Traveling or being in a new environment is another great way of being present. With COVID, we can’t fly to Europe and practice mindfulness under the Eiffel Tower, but we can still drive our car to a pretty spot and take in the beauty around us. Roll down the window. What scents does the air carry? What do you see? A beach scene, the mountains, maybe just a parking lot where you can watch the trees move in the breeze. There, you have found a space of mindfulness.

Practice not worrying about the future or regretting the past. Those are the two things we will never change. In Eckhart Tolle’s bestselling book, The Power of Now: A Guide to Spiritual Enlightenment, he writes: “If your mind carries a heavy burden of the past, you will experience more of the same. The past perpetuates itself through a lack of presence. The quality of your consciousness at this moment is what shapes the future.”

Why does being present matter?

In December 2019, researchers at Brown University found that being mindful, or present, is associated with lowered blood pressure, improved gastrointestinal functioning, sharper thinking, and better sleep. Mindfulness is also linked to decreased anxiety and depression. UC Berkeley researcher Matthew Killingsworth, Ph.D., found that people are significantly less happy when their minds wander and when they are not present. This is true even when the content of the person’s thoughts is neutral. Wow, that’s enough incentive for us to hone my mindfulness skills.
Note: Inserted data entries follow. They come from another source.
//! Checkout handler.
//!
//! Called by the storefront from a different origin, so the route carries
//! permissive CORS headers and answers preflight requests.

use axum::{
    Json, Router,
    extract::State,
    routing::post,
};
use tower_http::cors::CorsLayer;
use tracing::instrument;
use url::Url;

use shopdeck_core::{CheckoutInput, CheckoutResponse, Product, ProductId, StoreId, Validate};

use crate::{
    error::{AppError, RouteTag},
    middleware::{AppJson, AppPath},
    services::{CheckoutSessionRequest, LineItem},
    state::AppState,
};

const TAG: &str = "CHECKOUT_POST";

pub fn router() -> Router<AppState> {
    Router::new()
        .route("/api/{store_id}/checkout", post(checkout).options(preflight))
        .layer(CorsLayer::permissive())
}

async fn preflight() -> Json<serde_json::Value> {
    Json(serde_json::json!({}))
}

/// Create an unpaid order for the requested products and open a hosted
/// checkout session for it.
///
/// Ids that are not products of this store are ignored.
///
/// # Errors
///
/// 400 when no product ids are given, 404 when none of them match,
/// 502 when the payment gateway fails.
#[instrument(skip_all, fields(store_id = %store_id))]
async fn checkout(
    State(state): State<AppState>,
    AppPath(store_id): AppPath<StoreId>,
    AppJson(input): AppJson<CheckoutInput>,
) -> Result<Json<CheckoutResponse>, AppError> {
    input.validate()?;

    let products = state
        .datastore()
        .find_products(store_id, &input.product_ids)
        .await
        .tag(TAG)?;
    if products.is_empty() {
        return Err(AppError::NotFound);
    }

    let line_items = products
        .iter()
        .map(line_item)
        .collect::<Result<Vec<_>, _>>()
        .tag(TAG)?;
    let product_ids: Vec<ProductId> = products.iter().map(|p| p.id).collect();

    let order = state
        .datastore()
        .create_order(store_id, &product_ids)
        .await
        .tag(TAG)?;

    let request = CheckoutSessionRequest {
        line_items,
        success_url: cart_url(state.frontend_store_url(), "success=1"),
        cancel_url: cart_url(state.frontend_store_url(), "canceled=1"),
        order_id: order.id,
    };
    let session = state
        .payments()
        .create_checkout_session(&request)
        .await
        .tag(TAG)?;

    tracing::info!(
        order_id = %order.id,
        items = product_ids.len(),
        session_id = %session.id,
        "Checkout session created"
    );
    Ok(Json(CheckoutResponse { url: session.url }))
}

/// One unit of the product at its stored price.
fn line_item(product: &Product) -> Result<LineItem, AppError> {
    let price = product.unit_price();
    let unit_amount = price.minor_units().ok_or_else(|| {
        AppError::Internal(format!("price of product {} out of range", product.id))
    })?;

    Ok(LineItem {
        name: product.name.clone(),
        unit_amount,
        currency: price.currency_code,
        quantity: 1,
    })
}

fn cart_url(base: &Url, query: &str) -> String {
    format!("{}/cart?{query}", base.as_str().trim_end_matches('/'))
}

#[cfg(test)]
#[allow(clippy::unwrap_used)]
mod tests {
    use super::*;
    use chrono::Utc;
    use rust_decimal::Decimal;
    use shopdeck_core::{CategoryId, ColorId, CurrencyCode, SizeId};

    fn product(price: Decimal) -> Product {
        Product {
            id: ProductId::generate(),
            store_id: StoreId::generate(),
            category_id: CategoryId::generate(),
            size_id: SizeId::generate(),
            color_id: ColorId::generate(),
            name: "Linen shirt".to_string(),
            price,
            is_featured: false,
            is_archived: false,
            created_at: Utc::now(),
            updated_at: Utc::now(),
        }
    }

    #[test]
    fn test_line_item_uses_minor_units() {
        let item = line_item(&product(Decimal::new(1999, 2))).unwrap();
        assert_eq!(item.unit_amount, 1999);
        assert_eq!(item.currency, CurrencyCode::USD);
        assert_eq!(item.quantity, 1);
        assert_eq!(item.name, "Linen shirt");
    }

    #[test]
    fn test_line_item_rejects_unrepresentable_price() {
        let err = line_item(&product(Decimal::MAX)).unwrap_err();
        assert!(matches!(err, AppError::Internal(_)));
    }

    #[test]
    fn test_cart_url_handles_trailing_slash() {
        let with = Url::parse("https://shop.example.com/").unwrap();
        let without = Url::parse("https://shop.example.com").unwrap();
        assert_eq!(
            cart_url(&with, "success=1"),
            "https://shop.example.com/cart?success=1"
        );
        assert_eq!(
            cart_url(&without, "canceled=1"),
            "https://shop.example.com/cart?canceled=1"
        );
    }
}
Practice the following steps to increase your mindfulness

If you can devote 10 minutes a day to this practice, you will see a remarkable shift in your attitude in as little as 10 days:
1. Stop what you are doing and be still.

2. Tell the nonstop commentator in your head to take a break. You are going to focus on the present moment right now. For the rest of this exercise, if that chatter returns, let the thoughts glide out of your awareness, like a leaf flowing by in a stream. Don’t judge the thoughts or yourself for having them.

3. Take in a few deep breaths. Pay attention to your inhale, following your breath as it fills your lungs. Now exhale and again observe how you feel as the breath leaves your body.

4. Notice what you see. Take in the colors, the shapes, the movements. Watch for your mind making judgments. (In my earlier example, I noticed my messy desk but didn’t judge it. It’s just how I work.)

5. Now close your eyes (of course, only if safe to do so). Our sight can easily dominate our senses, so closing your eyes makes it easier to tune into your other senses.

  • First, notice your feet on the ground. Are your feet on a cold, hard floor, a soft carpet, or the warm hard surface of the earth?
  • What do you hear? Birds, the air conditioner, people talking, nothing? Just be aware of the sounds in your environment. Don’t judge.
  • What does your skin feel? If you are outside, is it warm, can you feel the sun? Or is it shady, perhaps with a slight breeze?
  • What do you smell? The fresh scent of redwoods, or a bland smell from your neighborhood?

You can do this exercise anywhere. I find it easiest to do within a natural environment, surrounded by redwoods or enjoying an ocean view. But I practice being present everywhere—a traffic jam, waiting in a doctor’s office, and especially when horseback riding. Mindfulness is a skill: the more you practice it, the better able you will be able to be present at any moment.The better you get at being mindful, the more you can use the calm feeling of being present to help you stay grounded during potentially stressful situations. The grande dame of wellness, Oprah Winfrey, says when you are mindful, “You are tuned in to the present moment instead of the jumble of thoughts in your head. You gain clarity. You stop giving power to your past. You know that, no matter what circumstances you find yourself in, you will be okay.” That sounds good to me.